Most of us who are not ‘bots or people who write nasty, misleading, divisive or otherwise questionable material on open forums (because they’re being paid to do so or because they simply prefer sharing their opinions in a nasty, misleading, or divisive manner) are horrified on a regular basis by the things that people are willing to communicate to other people when they don’t have to confront them in person.

A lot of hand-wringing is being done about this and how it can be reined in, but I don’t see any way of stemming the tide: they are too many, too diverse in their means and their purposes, and we often don’t agree on who they are in the first place. Trolls seek to upset, to confuse, to provoke – and they will always win, for the simple reason that you and I care, and they do not.

So what to do? One thing, at least, suggests itself: there are trolls in real life, but they are fewer by far, and their behavior generally disqualifies them in a way that it never can in cyberspace. Thus, the time we spend reading and agonizing over other people’s opinions (condensed into, at most, a couple hundred words) would surely be better used by meeting people, donating our time, money, energy – whatever we can spare – to helping fix the things we feel are wrong. In essence, to do that which trolls by definition cannot.
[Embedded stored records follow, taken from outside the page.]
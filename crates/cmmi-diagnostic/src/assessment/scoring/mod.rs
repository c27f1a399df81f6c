mod recommendations;
mod rules;

pub use recommendations::{
    not_implemented_message, partially_implemented_message, recommendations_for,
    ALL_PRACTICES_SATISFIED,
};

use super::domain::{
    Answer, AnsweredQuestion, AnswerSheet, AssessmentError, Category, CategoryResult,
};
use super::rubric::Rubric;
use super::summary::{summarize, ProjectAssessment, ProjectSummary};
use tracing::{debug, info};

/// Stateless scorer that applies the rubric to collected answers.
#[derive(Debug, Clone)]
pub struct ScoringEngine {
    rubric: Rubric,
}

impl ScoringEngine {
    pub fn new(rubric: Rubric) -> Self {
        Self { rubric }
    }

    pub fn standard() -> Self {
        Self::new(Rubric::cmmi_level_two())
    }

    pub fn rubric(&self) -> &Rubric {
        &self.rubric
    }

    /// Scores the named rubric category against positionally aligned answers.
    pub fn score_category(
        &self,
        category: &str,
        answers: &[Answer],
    ) -> Result<CategoryResult, AssessmentError> {
        let definition =
            self.rubric
                .category(category)
                .ok_or_else(|| AssessmentError::UnknownCategory {
                    category: category.to_string(),
                })?;

        self.score(definition, answers)
    }

    /// Scores an arbitrary category definition using this engine's catalog.
    pub fn score(
        &self,
        category: &Category,
        answers: &[Answer],
    ) -> Result<CategoryResult, AssessmentError> {
        let result = rules::score_answers(category, answers, self.rubric.catalog())?;
        debug!(
            category = %result.category,
            percentage = result.percentage,
            tier = result.tier_label,
            "category scored"
        );
        Ok(result)
    }

    pub fn recommend(&self, category: &str, answered: &[AnsweredQuestion]) -> Vec<String> {
        recommendations_for(self.rubric.catalog(), category, answered)
    }

    pub fn summarize(&self, results: &[CategoryResult]) -> ProjectSummary {
        summarize(results, &self.rubric)
    }

    /// Scores every category in the sheet, in sheet order, and aggregates the verdict.
    pub fn assess(&self, sheet: &AnswerSheet) -> Result<ProjectAssessment, AssessmentError> {
        let results = sheet
            .entries()
            .iter()
            .map(|entry| self.score_category(&entry.category, &entry.answers))
            .collect::<Result<Vec<_>, _>>()?;

        let summary = self.summarize(&results);
        info!(
            evaluated = summary.evaluated,
            implemented = summary.implemented,
            meets_target_level = summary.meets_target_level,
            "assessment completed"
        );

        Ok(ProjectAssessment { results, summary })
    }
}

impl Default for ScoringEngine {
    fn default() -> Self {
        Self::standard()
    }
}
use anyhow::{Context, Result};
use rand::rngs::StdRng;
use rand::SeedableRng;
use secret_santa::core::grouping::is_assignable;
use secret_santa::core::stress::{run_trial, StressReport, TrialOutcome};
use secret_santa::domain::model::mock_roster;
use secret_santa::{AssignmentRules, DirectoryStore, MemoryStore, Roster};
use tempfile::TempDir;

fn stress(trials: usize, rules: AssignmentRules, rng: &mut StdRng) -> Result<StressReport> {
    let mut report = StressReport::default();
    for trial in 0..trials {
        let groups = mock_roster(rng);
        let roster = Roster::new(groups.clone())?;

        let outcome = run_trial(groups.clone(), MemoryStore::new(), rules, rng).with_context(|| {
            format!(
                "trial {} failed for roster {}",
                trial,
                serde_json::to_string(&groups).unwrap_or_default()
            )
        })?;

        // 只有太小的名單會被拒絕
        match outcome {
            TrialOutcome::Passed { participants } => {
                assert_eq!(participants, roster.len());
                assert!(is_assignable(&roster, rules.min_pool_size()));
            }
            TrialOutcome::Rejected { participants } => {
                assert_eq!(participants, roster.len());
                assert!(!is_assignable(&roster, rules.min_pool_size()));
            }
        }
        report.record(outcome);
    }
    Ok(report)
}

#[test]
fn test_stress_seeded_rosters() -> Result<()> {
    let mut rng = StdRng::seed_from_u64(20241225);
    let report = stress(300, AssignmentRules::default(), &mut rng)?;

    assert_eq!(report.trials, 300);
    assert_eq!(report.passed + report.rejected, 300);
    assert!(report.passed > report.rejected);
    Ok(())
}

#[test]
fn test_stress_entropy_rosters() -> Result<()> {
    let mut rng = StdRng::from_entropy();
    let report = stress(100, AssignmentRules::default(), &mut rng)?;
    assert_eq!(report.trials, 100);
    Ok(())
}

#[test]
fn test_stress_with_reciprocity_allowed() -> Result<()> {
    let mut rng = StdRng::seed_from_u64(7);
    let report = stress(150, AssignmentRules::new(true), &mut rng)?;
    assert_eq!(report.passed + report.rejected, 150);
    Ok(())
}

#[test]
fn test_stress_against_directory_store() -> Result<()> {
    let mut rng = StdRng::seed_from_u64(99);
    for _ in 0..25 {
        let scratch = TempDir::new()?;
        let store = DirectoryStore::new(scratch.path().join("stress_test"));
        run_trial(mock_roster(&mut rng), store, AssignmentRules::default(), &mut rng)?;
    }
    Ok(())
}

#[test]
fn test_minimal_rosters_that_draw() -> Result<()> {
    let mut rng = StdRng::seed_from_u64(3);
    let rosters = [
        r#"["Ann", "Bob", "Cid"]"#,
        r#"[["Greg", "Megan"], ["Russell", "Sondra"], ["Josh", "Caitlin"]]"#,
        r#"[["Greg", "Megan"], "Ann", "Bob", "Cid", "Dee"]"#,
        r#"[["Greg", "Megan"], ["Josh", "Caitlin"], "Ann", "Bob"]"#,
    ];

    for json in rosters {
        for _ in 0..50 {
            let outcome = run_trial(
                serde_json::from_str(json)?,
                MemoryStore::new(),
                AssignmentRules::default(),
                &mut rng,
            )?;
            assert!(matches!(outcome, TrialOutcome::Passed { participants: 3 | 6 }), "{}", json);
        }
    }
    Ok(())
}
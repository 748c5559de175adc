#[cfg(feature = "cli")]
pub mod cli;
pub mod toml_config;

#[cfg(feature = "cli")]
pub use cli::CliConfig;
pub use toml_config::RosterConfig;
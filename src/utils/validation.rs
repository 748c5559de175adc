use crate::utils::error::{ConstructionError, ExchangeError, Result};

pub trait Validate {
    fn validate(&self) -> Result<()>;
}

pub fn validate_path(field_name: &str, path: &str) -> Result<()> {
    if path.is_empty() {
        return Err(ExchangeError::InvalidConfigValueError {
            field: field_name.to_string(),
            value: path.to_string(),
            reason: "Path cannot be empty".to_string(),
        });
    }

    if path.contains('\0') {
        return Err(ExchangeError::InvalidConfigValueError {
            field: field_name.to_string(),
            value: path.to_string(),
            reason: "Path contains null bytes".to_string(),
        });
    }

    Ok(())
}

pub fn validate_non_empty_string(field_name: &str, value: &str) -> Result<()> {
    if value.trim().is_empty() {
        return Err(ExchangeError::InvalidConfigValueError {
            field: field_name.to_string(),
            value: value.to_string(),
            reason: "Value cannot be empty or whitespace-only".to_string(),
        });
    }
    Ok(())
}

/// 參與者名稱同時也是輸出檔名 (`<name>.txt`)，因此不可含有路徑分隔符號
pub fn validate_participant_name(name: &str) -> std::result::Result<(), ConstructionError> {
    let reason = if name.trim().is_empty() {
        Some("name cannot be empty or whitespace-only")
    } else if name.contains('\0') {
        Some("name contains null bytes")
    } else if name.contains('/') || name.contains('\\') {
        Some("name cannot contain path separators")
    } else if name == "." || name == ".." {
        Some("name cannot be a relative path component")
    } else {
        None
    };

    match reason {
        Some(reason) => Err(ConstructionError::InvalidName {
            name: name.to_string(),
            reason: reason.to_string(),
        }),
        None => Ok(()),
    }
}
use crate::domain::model::{CoupleGroup, Pool, Roster};
use crate::utils::error::ConstructionError;
use rand::seq::SliceRandom;
use rand::Rng;

/// 將名單分成一或兩個互斥的池，同一對伴侶永遠不會落在同一個池
///
/// 全部都是單身者時只回傳一個池。否則回傳兩個池：單身者隨機放入其中一個，
/// 伴侶的第一位隨機放入一個池、第二位放入另一個池。池的大小可能不相等。
pub fn split<R: Rng + ?Sized>(roster: &Roster, rng: &mut R) -> Vec<Pool> {
    if roster.all_singles() {
        let mut pool = Pool::new(0);
        pool.members = roster.names().map(str::to_string).collect();
        return vec![pool];
    }

    let mut pools = vec![Pool::new(0), Pool::new(1)];
    for group in roster.groups() {
        let side = rng.gen_range(0..2);
        match group {
            CoupleGroup::Single(name) => pools[side].members.push(name.clone()),
            CoupleGroup::Couple(first, second) => {
                pools[side].members.push(first.clone());
                pools[1 - side].members.push(second.clone());
            }
        }
    }

    tracing::debug!(
        "Split {} participants into pools of {} and {}",
        roster.len(),
        pools[0].len(),
        pools[1].len()
    );
    pools
}

/// 把過小的非空池補到 `min_size`：從另一個池隨機移入單身者，
/// 且只在捐出的池仍維持至少 `min_size` 人時才移動。伴侶不會被移動。
pub fn balance<R: Rng + ?Sized>(pools: &mut [Pool], roster: &Roster, min_size: usize, rng: &mut R) {
    if pools.len() != 2 {
        return;
    }

    for short in 0..2 {
        let donor = 1 - short;
        while !pools[short].is_empty()
            && pools[short].len() < min_size
            && pools[donor].len() > min_size
        {
            let movable: Vec<usize> = pools[donor]
                .members
                .iter()
                .enumerate()
                .filter(|(_, name)| roster.group_of(name).is_some_and(CoupleGroup::is_single))
                .map(|(position, _)| position)
                .collect();

            let Some(&position) = movable.choose(rng) else {
                break;
            };
            let name = pools[donor].members.swap_remove(position);
            tracing::debug!("Moving {} from pool {} to pool {}", name, donor, short);
            pools[short].members.push(name);
        }
    }
}

/// 每個非空池都必須至少有 `min_size` 人，否則抽籤必定失敗
pub fn ensure_assignable(pools: &[Pool], min_size: usize) -> Result<(), ConstructionError> {
    match pools
        .iter()
        .find(|pool| !pool.is_empty() && pool.len() < min_size)
    {
        Some(pool) => Err(ConstructionError::UnassignablePool {
            pool: pool.index,
            size: pool.len(),
            min_size,
            members: pool.members.clone(),
        }),
        None => Ok(()),
    }
}

/// 名單是否能在 split + balance 之後產生可抽籤的池
///
/// 只有單身者時需要 `min_size` 人；有伴侶時兩個池都至少含每對伴侶中的一人，
/// 所以總人數必須至少是 `2 * min_size`。
pub fn is_assignable(roster: &Roster, min_size: usize) -> bool {
    if roster.all_singles() {
        roster.len() >= min_size
    } else {
        roster.len() >= 2 * min_size
    }
}

#[cfg(test)]
mod tests {
    use super::*;
    use rand::rngs::StdRng;
    use rand::SeedableRng;

    fn roster(groups: Vec<CoupleGroup>) -> Roster {
        Roster::new(groups).unwrap()
    }

    fn pool_of<'a>(pools: &'a [Pool], name: &str) -> &'a Pool {
        pools.iter().find(|pool| pool.contains(name)).unwrap()
    }

    #[test]
    fn test_all_singles_stay_in_one_pool() {
        let roster = roster(vec![
            CoupleGroup::single("Ann"),
            CoupleGroup::single("Bob"),
            CoupleGroup::single("Cid"),
            CoupleGroup::single("Dee"),
        ]);
        let pools = split(&roster, &mut StdRng::seed_from_u64(1));

        assert_eq!(pools.len(), 1);
        assert_eq!(pools[0].members, vec!["Ann", "Bob", "Cid", "Dee"]);
    }

    #[test]
    fn test_couples_are_separated() {
        let roster = Roster::example();
        let mut rng = StdRng::seed_from_u64(2);

        for _ in 0..50 {
            let pools = split(&roster, &mut rng);
            assert_eq!(pools.len(), 2);
            assert_eq!(pools[0].len() + pools[1].len(), 6);
            for group in roster.groups() {
                if let CoupleGroup::Couple(first, second) = group {
                    assert_ne!(pool_of(&pools, first).index, pool_of(&pools, second).index);
                }
            }
        }
    }

    #[test]
    fn test_single_couple_splits_into_two_pools_of_one() {
        let roster = roster(vec![CoupleGroup::couple("Greg", "Megan")]);
        let mut rng = StdRng::seed_from_u64(3);
        let mut pools = split(&roster, &mut rng);
        balance(&mut pools, &roster, 3, &mut rng);

        assert_eq!(pools.iter().map(Pool::len).collect::<Vec<_>>(), vec![1, 1]);
        assert!(matches!(
            ensure_assignable(&pools, 3),
            Err(ConstructionError::UnassignablePool { size: 1, min_size: 3, .. })
        ));
    }

    #[test]
    fn test_balance_fills_short_pool_with_singles() {
        let roster = roster(vec![
            CoupleGroup::couple("Greg", "Megan"),
            CoupleGroup::single("Ann"),
            CoupleGroup::single("Bob"),
            CoupleGroup::single("Cid"),
            CoupleGroup::single("Dee"),
        ]);
        let mut rng = StdRng::seed_from_u64(4);

        // 最差情況：所有單身者都在同一邊
        let mut pools = vec![
            Pool {
                index: 0,
                members: vec!["Greg".into(), "Ann".into(), "Bob".into(), "Cid".into(), "Dee".into()],
            },
            Pool {
                index: 1,
                members: vec!["Megan".into()],
            },
        ];
        balance(&mut pools, &roster, 3, &mut rng);

        assert_eq!(pools[0].len(), 3);
        assert_eq!(pools[1].len(), 3);
        assert!(pools[0].contains("Greg"));
        assert!(pools[1].contains("Megan"));
        assert!(ensure_assignable(&pools, 3).is_ok());
    }

    #[test]
    fn test_balance_never_starves_the_donor() {
        let roster = roster(vec![
            CoupleGroup::couple("Greg", "Megan"),
            CoupleGroup::single("Ann"),
            CoupleGroup::single("Bob"),
        ]);
        let mut pools = vec![
            Pool {
                index: 0,
                members: vec!["Greg".into(), "Ann".into(), "Bob".into()],
            },
            Pool {
                index: 1,
                members: vec!["Megan".into()],
            },
        ];
        balance(&mut pools, &roster, 3, &mut StdRng::seed_from_u64(5));

        assert_eq!(pools[0].len(), 3);
        assert_eq!(pools[1].len(), 1);
    }

    #[test]
    fn test_is_assignable_matches_split_and_balance() {
        let mut rng = StdRng::seed_from_u64(6);
        for couples in 0..5 {
            for singles in 0..7 {
                let mut groups = Vec::new();
                for i in 0..couples {
                    groups.push(CoupleGroup::couple(format!("A{}", i), format!("B{}", i)));
                }
                for i in 0..singles {
                    groups.push(CoupleGroup::single(format!("S{}", i)));
                }
                let Ok(roster) = Roster::new(groups) else {
                    continue;
                };

                for min_size in [2, 3] {
                    for _ in 0..20 {
                        let mut pools = split(&roster, &mut rng);
                        balance(&mut pools, &roster, min_size, &mut rng);
                        assert_eq!(
                            ensure_assignable(&pools, min_size).is_ok(),
                            is_assignable(&roster, min_size),
                            "couples={} singles={} min_size={}",
                            couples,
                            singles,
                            min_size
                        );
                    }
                }
            }
        }
    }
}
When we sit before our screens for long enough we feel weak, ineffectual, as if the world is closing in on us . . . and as long as we remain in our places, those things are true – and regrettably, many of those who shape our lives these days are happy to have it just so. However, when we do something – participate in the world, in however small a way – those feelings immediately lose their validity. We may never win a battle, we may never achieve our goal, but when we can say that we did what we could, it’s enough.